Os povos indígenas passaram a ser mapeados pelo IBGE em 1991, com base na autodeclaração no quesito cor ou raça.
No entanto, a partir do Censo de 2022, o instituto ampliou a metodologia, incluindo também o quesito se considera indígena para contagem da população. Houve também participação das próprias lideranças das comunidades no processo de coleta de dados e a inclusão de outras localidades indígenas além das terras oficialmente delimitadas.
Segundo Marta Antunes, entretanto, houve também um crescimento real da população, embora o envelhecimento não ocorra no mesmo ritmo do conjunto da população.
“Os indígenas estão crescendo. Dentro das terras, estão crescendo muito: 16,6% de aumento de pessoas indígenas dentro de Terras Indígenas entre 2010 e 2022. Tem muito jovem nascendo” e realmente não estão chegando nessa nessa idade de 60 ou mais com o mesma pujança que você chega na população como um todo.”
Para Antunes, a estrutura de atendimento à saúde melhor faz com que haja uma população mais idosa fora do que dentro das TIs.
Outras divulgações do Censo 2022
As informações do Censo 2022 começaram a ser divulgadas em junho de 2023. Desde então, foi possível saber que:
- O Brasil tem 203 milhões de habitantes, número menor do que era estimado pelas projeções iniciais;
- O país segue se tornando cada vez mais feminino e mais velho. A idade mediana do brasileiro passou de 29 anos (em 2010) para 35 anos (em 2022). Isso significa que metade da população tem até 35 anos, e a outra metade é mais velha que isso.

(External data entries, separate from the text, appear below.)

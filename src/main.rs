use clap::Parser;
use std::path::PathBuf;
use std::sync::Arc;

use mock_http_server::config::{read_config, validate_config, ConfigError, ServerConfig, TlsConfig};
use mock_http_server::lifecycle::{load_handlers, signals, Shutdown};
use mock_http_server::observability::{init_logging, metrics};
use mock_http_server::{net, CallbackRegistry, HttpServer};

/// Serve mock HTTP handlers declared in descriptor files.
#[derive(Debug, Parser)]
#[command(name = "mock-http-server", version, long_about = None)]
struct Cli {
    /// TOML configuration file
    #[arg(short, long)]
    config: Option<PathBuf>,

    /// Address to bind
    #[arg(short, long)]
    bind: Option<String>,

    /// Port to listen on
    #[arg(short, long)]
    port: Option<u16>,

    /// Serve on a multi-threaded runtime
    #[arg(short, long)]
    threaded: bool,

    /// TLS certificate (PEM)
    #[arg(long, requires = "tls_key")]
    tls_cert: Option<PathBuf>,

    /// TLS private key (PEM)
    #[arg(long, requires = "tls_cert")]
    tls_key: Option<PathBuf>,

    /// Directory scanned for descriptor files
    #[arg(short, long)]
    dir: Option<PathBuf>,

    /// Index file listing descriptor files
    #[arg(short, long)]
    index: Option<PathBuf>,
}

impl Cli {
    /// Command-line values win over the config file.
    fn apply(self, config: &mut ServerConfig) {
        if let Some(bind) = self.bind {
            config.listener.bind_address = bind;
        }
        if let Some(port) = self.port {
            config.listener.port = port;
        }
        if self.threaded {
            config.listener.threaded = true;
        }
        if let (Some(cert_path), Some(key_path)) = (self.tls_cert, self.tls_key) {
            config.listener.tls = Some(TlsConfig {
                cert_path,
                key_path,
            });
        }
        if let Some(dir) = self.dir {
            config.descriptors.directory = dir;
        }
        if let Some(index) = self.index {
            config.descriptors.index = Some(index);
        }
    }
}

fn main() -> Result<(), Box<dyn std::error::Error>> {
    let cli = Cli::parse();
    let mut config = match &cli.config {
        Some(path) => read_config(path)?,
        None => ServerConfig::default(),
    };
    cli.apply(&mut config);
    validate_config(&config).map_err(ConfigError::Validation)?;

    init_logging(&config.observability)?;

    let runtime = if config.listener.threaded {
        tokio::runtime::Builder::new_multi_thread()
    } else {
        tokio::runtime::Builder::new_current_thread()
    }
    .enable_all()
    .build()?;

    runtime.block_on(run(config))
}

async fn run(config: ServerConfig) -> Result<(), Box<dyn std::error::Error>> {
    tracing::info!(
        version = env!("CARGO_PKG_VERSION"),
        threaded = config.listener.threaded,
        request_timeout_secs = config.timeouts.request_secs,
        "mock-http-server starting"
    );

    if config.observability.metrics_enabled {
        metrics::init_metrics(config.observability.metrics_address.parse()?)?;
    }

    let dispatcher = load_handlers(&config.descriptors, &CallbackRegistry::default())?;
    let server = HttpServer::new(Arc::new(dispatcher), &config.timeouts);

    let shutdown = Shutdown::new();
    signals::spawn_signal_listener(shutdown.clone());

    match &config.listener.tls {
        Some(tls) => {
            let rustls = net::load_tls_config(tls).await?;
            let address = net::resolve(&config.listener)?;
            server.run_tls(address, rustls, &shutdown).await?;
        }
        None => {
            let listener = net::bind(&config.listener).await?;
            server.run(listener, &shutdown).await?;
        }
    }

    tracing::info!("Shutdown complete");
    Ok(())
}
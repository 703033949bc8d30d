//! Observability subsystem.
//!
//! # Data Flow
//! ```text
//! All subsystems produce:
//!     → logging.rs (structured log events via tracing)
//!     → metrics.rs (counters, gauges, histograms)
//!
//! Consumers:
//!     → stdout (pretty, compact or JSON lines)
//!     → Metrics endpoint (Prometheus scrape, optional)
//! ```
//!
//! # Design Decisions
//! - Request ID flows through the trace span of every request
//! - Metric updates are cheap and no-ops until a recorder is installed

pub mod logging;
pub mod metrics;

pub use logging::init_logging;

Há cerca de 104,5 milhões de mulheres, 51,5% do total de brasileiros;
- 1,3 milhão de pessoas se identificam como quilombolas (0,65% do total) – foi a primeira vez na História em que o Censo incluiu em seus questionários perguntas para identificar esse grupo;
- O número de indígenas cresceu 89%, para 1,7 milhão, em relação ao Censo de 2010. Isso pode ser explicado pela mudança no mapeamento e na metodologia da pesquisa para os povos indígenas, que permitiu identificar mais pessoas;
- Pela primeira vez, os brasileiros se declararam mais pardos que brancos, e a população preta cresceu.

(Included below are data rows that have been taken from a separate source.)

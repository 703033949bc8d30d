//! Mock HTTP server library.
//!
//! Serves canned and computed responses for handlers declared in descriptor
//! files. Requests are matched on path template, method, headers and query
//! parameters.
//!
//! # Architecture Overview
//!
//! ```text
//!     descriptor files ──▶ descriptor ──▶ lifecycle::startup ──▶ routing::Dispatcher
//!                                                                      │
//!     Client Request ──▶ net ──▶ http::server ──▶ dispatch ◀───────────┘
//!                                     │
//!     Client Response ◀── http::response ◀── Handler callback
//!
//!     Cross-cutting: config, observability (logging + metrics), lifecycle (signals, shutdown)
//! ```

// Core subsystems
pub mod config;
pub mod descriptor;
pub mod http;
pub mod net;
pub mod routing;

// Cross-cutting concerns
pub mod lifecycle;
pub mod observability;

pub use config::schema::ServerConfig;
pub use descriptor::CallbackRegistry;
pub use http::HttpServer;
pub use lifecycle::Shutdown;
pub use routing::{DispatchOutcome, Dispatcher, Handler, HandlerResponse};
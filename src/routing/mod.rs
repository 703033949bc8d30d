//! Matching engine.
//!
//! # Data Flow
//! ```text
//! Incoming request (method, raw path, headers, client)
//!     → query.rs (split off and decode the query string)
//!     → trie.rs (segment lookup → bucket of candidates)
//!     → matcher.rs (method, Accept/Content-Type, query kinds)
//!     → template.rs (extract path variables for the winner)
//!     → Return: Matched { handler, path_vars, queries } or NotFound
//!
//! Trie construction (at startup):
//!     Handler[]
//!     → insert by path segment (literal or variable)
//!     → freeze inside an immutable Dispatcher
//! ```
//!
//! # Design Decisions
//! - Handlers indexed at startup, immutable at runtime
//! - Literal segments beat variable segments
//! - First registered compatible handler wins
//! - No regex anywhere in the hot path

pub mod dispatcher;
pub mod handler;
pub mod matcher;
pub mod mime;
pub mod query;
pub mod template;
pub mod trie;
pub mod value;

pub use dispatcher::{DispatchOutcome, Dispatcher, Match};
pub use handler::{callback, Callback, Handler, HandlerResponse, RequestContext};
pub use matcher::{RequestMatcher, RequestView};
pub use query::QueryMap;
pub use template::{PathTemplate, PathVars};
pub use trie::HandlerTrie;
pub use value::{ScalarValue, ValueKind};
//! HTTP protocol handling subsystem.
//!
//! # Data Flow
//! ```text
//! TCP/TLS connection
//!     → server.rs (Axum setup, middleware, fallback handler)
//!     → request.rs (request ID)
//!     → routing::Dispatcher (match handler, extract variables)
//!     → response.rs (HandlerResponse → HTTP response, or 404)
//!     → Send to client
//! ```

pub mod request;
pub mod response;
pub mod server;

pub use request::{UuidRequestId, X_REQUEST_ID};
pub use server::{AppState, HttpServer};
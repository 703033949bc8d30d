//! Handler descriptor definitions.
//!
//! A descriptor is plain data: where a handler lives, what it accepts, which
//! registered callback answers it, and the canned response that callback may
//! use. All types derive Serde traits for loading from TOML or JSON files.

use serde::{Deserialize, Serialize};
use std::collections::BTreeMap;

use crate::routing::ValueKind;

/// One handler, as authored in a descriptor file.
#[derive(Debug, Clone, Deserialize, Serialize)]
pub struct HandlerDescriptor {
    /// Identifier for logs. Defaults to the descriptor's file stem.
    #[serde(default, skip_serializing_if = "Option::is_none")]
    pub name: Option<String>,

    /// Path template, e.g. `/users/$$id$$/posts`.
    pub path: String,

    /// HTTP method (default: GET).
    #[serde(default = "default_method")]
    pub method: String,

    /// Name of a registered callback (default: `static`).
    #[serde(default = "default_callback")]
    pub callback: String,

    /// Header name → media-type template.
    #[serde(default, skip_serializing_if = "BTreeMap::is_empty")]
    pub headers: BTreeMap<String, String>,

    /// Query parameter name → expected value kind.
    #[serde(default, skip_serializing_if = "BTreeMap::is_empty")]
    pub queries: BTreeMap<String, ValueKind>,

    /// Canned response handed to the callback.
    #[serde(default)]
    pub response: ResponseDescriptor,
}

/// Canned response for a handler.
#[derive(Debug, Clone, Deserialize, Serialize)]
#[serde(default)]
pub struct ResponseDescriptor {
    /// Status code (default: 200).
    pub status: u16,

    /// Response headers.
    #[serde(skip_serializing_if = "BTreeMap::is_empty")]
    pub headers: BTreeMap<String, String>,

    /// Raw text body.
    #[serde(skip_serializing_if = "Option::is_none")]
    pub body: Option<String>,

    /// JSON body; sets `Content-Type: application/json` unless given.
    #[serde(skip_serializing_if = "Option::is_none")]
    pub json: Option<serde_json::Value>,
}

impl Default for ResponseDescriptor {
    fn default() -> Self {
        Self {
            status: 200,
            headers: BTreeMap::new(),
            body: None,
            json: None,
        }
    }
}

fn default_method() -> String {
    "GET".to_string()
}

fn default_callback() -> String {
    "static".to_string()
}
//! Structured logging.
//!
//! # Responsibilities
//! - Initialize the global tracing subscriber once at startup
//! - Honour `RUST_LOG` over the configured level
//!
//! # Design Decisions
//! - JSON format for machines, pretty format for development
//! - A bare level such as `debug` applies to this crate and tower_http only

use tracing_subscriber::{layer::SubscriberExt, util::SubscriberInitExt, EnvFilter};

use crate::config::{LogFormat, ObservabilityConfig};

/// Error returned when a subscriber is already installed.
pub type LoggingError = tracing_subscriber::util::TryInitError;

/// Build the filter for `level`, preferring `RUST_LOG` when it is set.
pub fn build_filter(level: &str) -> EnvFilter {
    EnvFilter::try_from_default_env().unwrap_or_else(|_| EnvFilter::new(default_directive(level)))
}

fn default_directive(level: &str) -> String {
    if level.contains('=') || level.contains(',') {
        level.to_string()
    } else {
        format!("mock_http_server={level},tower_http={level}")
    }
}

/// Install the global subscriber described by `config`.
pub fn init_logging(config: &ObservabilityConfig) -> Result<(), LoggingError> {
    let filter = build_filter(&config.log_level);
    let registry = tracing_subscriber::registry().with(filter);

    match config.log_format {
        LogFormat::Pretty => registry.with(tracing_subscriber::fmt::layer().pretty()).try_init(),
        LogFormat::Compact => registry
            .with(tracing_subscriber::fmt::layer().compact())
            .try_init(),
        LogFormat::Json => registry.with(tracing_subscriber::fmt::layer().json()).try_init(),
    }
}

#[cfg(test)]
mod tests {
    use super::*;

    #[test]
    fn test_default_directive() {
        assert_eq!(
            default_directive("debug"),
            "mock_http_server=debug,tower_http=debug"
        );
        assert_eq!(default_directive("warn,hyper=off"), "warn,hyper=off");
        assert_eq!(default_directive("axum=trace"), "axum=trace");
    }
}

- Também pela primeira vez, o instituto mapeou todas as coordenadas geográficas e os tipos de edificações que compõem os 111 milhões de endereços do país, e constatou que o Brasil tem mais templos religiosos do que hospitais e escolas juntos.
- Após 50 anos, o termo favela voltou a ser usado no Censo.
- O Brasil tinha, em 2022, 49 milhões de pessoas vivendo em lares sem descarte adequado de esgoto. Esse número equivale a 24% da população brasileira. Já a falta de um abastecimento adequado de água atingia 6,2 milhões de brasileiros.
- O Censo 2022 também mostrou que mais da metade da população brasileira vive a até 150 km do litoral.